* _Extracted entries_:

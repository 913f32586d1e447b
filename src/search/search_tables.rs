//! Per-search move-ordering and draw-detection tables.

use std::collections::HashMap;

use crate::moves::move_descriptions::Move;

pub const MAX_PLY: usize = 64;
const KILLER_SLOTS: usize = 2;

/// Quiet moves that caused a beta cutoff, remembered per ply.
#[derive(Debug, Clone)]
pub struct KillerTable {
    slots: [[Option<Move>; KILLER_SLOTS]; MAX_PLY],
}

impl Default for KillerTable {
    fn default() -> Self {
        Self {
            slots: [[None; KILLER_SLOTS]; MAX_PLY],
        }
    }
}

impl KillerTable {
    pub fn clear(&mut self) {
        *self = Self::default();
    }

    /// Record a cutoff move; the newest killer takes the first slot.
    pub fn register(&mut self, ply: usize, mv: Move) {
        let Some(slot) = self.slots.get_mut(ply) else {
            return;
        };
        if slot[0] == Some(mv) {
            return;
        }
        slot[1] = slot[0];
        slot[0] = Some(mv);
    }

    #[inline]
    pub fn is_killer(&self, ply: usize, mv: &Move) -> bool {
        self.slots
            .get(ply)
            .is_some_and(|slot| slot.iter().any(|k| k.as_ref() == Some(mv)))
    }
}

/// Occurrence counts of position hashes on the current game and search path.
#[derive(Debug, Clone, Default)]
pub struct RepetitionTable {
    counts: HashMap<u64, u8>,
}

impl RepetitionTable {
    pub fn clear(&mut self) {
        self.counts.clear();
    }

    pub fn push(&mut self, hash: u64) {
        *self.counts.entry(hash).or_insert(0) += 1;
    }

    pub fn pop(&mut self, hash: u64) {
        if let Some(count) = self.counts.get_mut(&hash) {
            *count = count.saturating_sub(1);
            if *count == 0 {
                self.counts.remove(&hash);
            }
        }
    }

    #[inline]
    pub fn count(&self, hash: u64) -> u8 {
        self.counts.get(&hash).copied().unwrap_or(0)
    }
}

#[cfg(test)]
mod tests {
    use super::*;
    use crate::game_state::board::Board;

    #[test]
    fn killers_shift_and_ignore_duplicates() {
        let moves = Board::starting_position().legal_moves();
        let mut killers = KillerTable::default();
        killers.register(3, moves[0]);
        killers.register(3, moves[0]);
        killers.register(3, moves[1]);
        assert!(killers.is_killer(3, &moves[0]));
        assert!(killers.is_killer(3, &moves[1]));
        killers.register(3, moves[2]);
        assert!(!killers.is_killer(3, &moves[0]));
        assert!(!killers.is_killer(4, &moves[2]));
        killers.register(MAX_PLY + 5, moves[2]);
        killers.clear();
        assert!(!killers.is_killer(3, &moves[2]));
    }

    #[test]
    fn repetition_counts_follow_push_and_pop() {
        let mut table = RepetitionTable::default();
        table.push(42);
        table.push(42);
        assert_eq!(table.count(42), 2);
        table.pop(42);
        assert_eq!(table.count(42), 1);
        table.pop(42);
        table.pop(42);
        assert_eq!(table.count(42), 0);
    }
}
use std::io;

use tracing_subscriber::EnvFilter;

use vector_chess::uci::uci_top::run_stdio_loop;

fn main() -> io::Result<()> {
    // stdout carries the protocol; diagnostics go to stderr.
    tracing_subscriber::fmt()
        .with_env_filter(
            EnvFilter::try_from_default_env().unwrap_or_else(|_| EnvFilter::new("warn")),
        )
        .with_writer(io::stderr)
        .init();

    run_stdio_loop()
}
--
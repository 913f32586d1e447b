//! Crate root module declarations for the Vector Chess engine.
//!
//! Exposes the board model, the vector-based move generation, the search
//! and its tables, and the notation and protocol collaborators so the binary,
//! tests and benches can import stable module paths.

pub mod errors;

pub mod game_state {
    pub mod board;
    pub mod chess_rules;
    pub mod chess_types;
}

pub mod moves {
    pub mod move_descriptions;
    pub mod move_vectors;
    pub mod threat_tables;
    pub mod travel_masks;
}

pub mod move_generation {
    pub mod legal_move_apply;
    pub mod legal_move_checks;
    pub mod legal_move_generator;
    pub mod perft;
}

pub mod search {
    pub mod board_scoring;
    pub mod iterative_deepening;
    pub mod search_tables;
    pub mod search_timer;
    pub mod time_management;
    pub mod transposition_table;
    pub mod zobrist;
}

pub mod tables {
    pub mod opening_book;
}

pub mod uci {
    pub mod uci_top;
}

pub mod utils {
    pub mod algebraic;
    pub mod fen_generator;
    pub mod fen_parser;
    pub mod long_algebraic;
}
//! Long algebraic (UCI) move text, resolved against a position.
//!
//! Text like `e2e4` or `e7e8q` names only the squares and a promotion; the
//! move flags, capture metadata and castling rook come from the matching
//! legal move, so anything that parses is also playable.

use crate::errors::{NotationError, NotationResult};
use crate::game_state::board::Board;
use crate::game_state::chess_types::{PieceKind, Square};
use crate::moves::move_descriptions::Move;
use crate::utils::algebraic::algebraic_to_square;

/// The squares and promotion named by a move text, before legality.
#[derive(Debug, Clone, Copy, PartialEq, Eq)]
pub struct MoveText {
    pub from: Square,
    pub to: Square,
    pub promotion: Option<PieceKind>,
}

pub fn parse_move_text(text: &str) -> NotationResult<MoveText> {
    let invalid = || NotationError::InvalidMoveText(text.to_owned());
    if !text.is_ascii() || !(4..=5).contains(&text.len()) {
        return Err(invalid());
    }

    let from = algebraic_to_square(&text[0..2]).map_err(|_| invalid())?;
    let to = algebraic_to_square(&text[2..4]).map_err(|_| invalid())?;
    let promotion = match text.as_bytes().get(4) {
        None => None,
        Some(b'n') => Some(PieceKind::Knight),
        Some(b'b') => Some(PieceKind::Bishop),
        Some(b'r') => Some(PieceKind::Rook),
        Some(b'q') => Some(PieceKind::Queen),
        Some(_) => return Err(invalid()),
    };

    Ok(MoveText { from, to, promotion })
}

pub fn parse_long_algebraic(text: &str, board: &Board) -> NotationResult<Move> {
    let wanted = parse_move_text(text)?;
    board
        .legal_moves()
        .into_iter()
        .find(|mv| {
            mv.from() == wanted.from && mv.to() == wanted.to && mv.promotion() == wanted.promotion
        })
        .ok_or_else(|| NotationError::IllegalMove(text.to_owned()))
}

* _Exercise instructions_: Please copy the lines above from the line with "const KILLER_SLOTS: usize = 2;" up to and including the line with "if *count == 0", exactly as written and with nothing else.

* _Response_:
const KILLER_SLOTS: usize = 2;

/// Quiet moves that caused a beta cutoff, remembered per ply.
#[derive(Debug, Clone)]
pub struct KillerTable {
    slots: [[Option<Move>; KILLER_SLOTS]; MAX_PLY],
}

impl Default for KillerTable {
    fn default() -> Self {
        Self {
            slots: [[None; KILLER_SLOTS]; MAX_PLY],
        }
    }
}

impl KillerTable {
    pub fn clear(&mut self) {
        *self = Self::default();
    }

    /// Record a cutoff move; the newest killer takes the first slot.
    pub fn register(&mut self, ply: usize, mv: Move) {
        let Some(slot) = self.slots.get_mut(ply) else {
            return;
        };
        if slot[0] == Some(mv) {
            return;
        }
        slot[1] = slot[0];
        slot[0] = Some(mv);
    }

    #[inline]
    pub fn is_killer(&self, ply: usize, mv: &Move) -> bool {
        self.slots
            .get(ply)
            .is_some_and(|slot| slot.iter().any(|k| k.as_ref() == Some(mv)))
    }
}

/// Occurrence counts of position hashes on the current game and search path.
#[derive(Debug, Clone, Default)]
pub struct RepetitionTable {
    counts: HashMap<u64, u8>,
}

impl RepetitionTable {
    pub fn clear(&mut self) {
        self.counts.clear();
    }

    pub fn push(&mut self, hash: u64) {
        *self.counts.entry(hash).or_insert(0) += 1;
    }

    pub fn pop(&mut self, hash: u64) {
        if let Some(count) = self.counts.get_mut(&hash) {
            *count = count.saturating_sub(1);
            if *count == 0 {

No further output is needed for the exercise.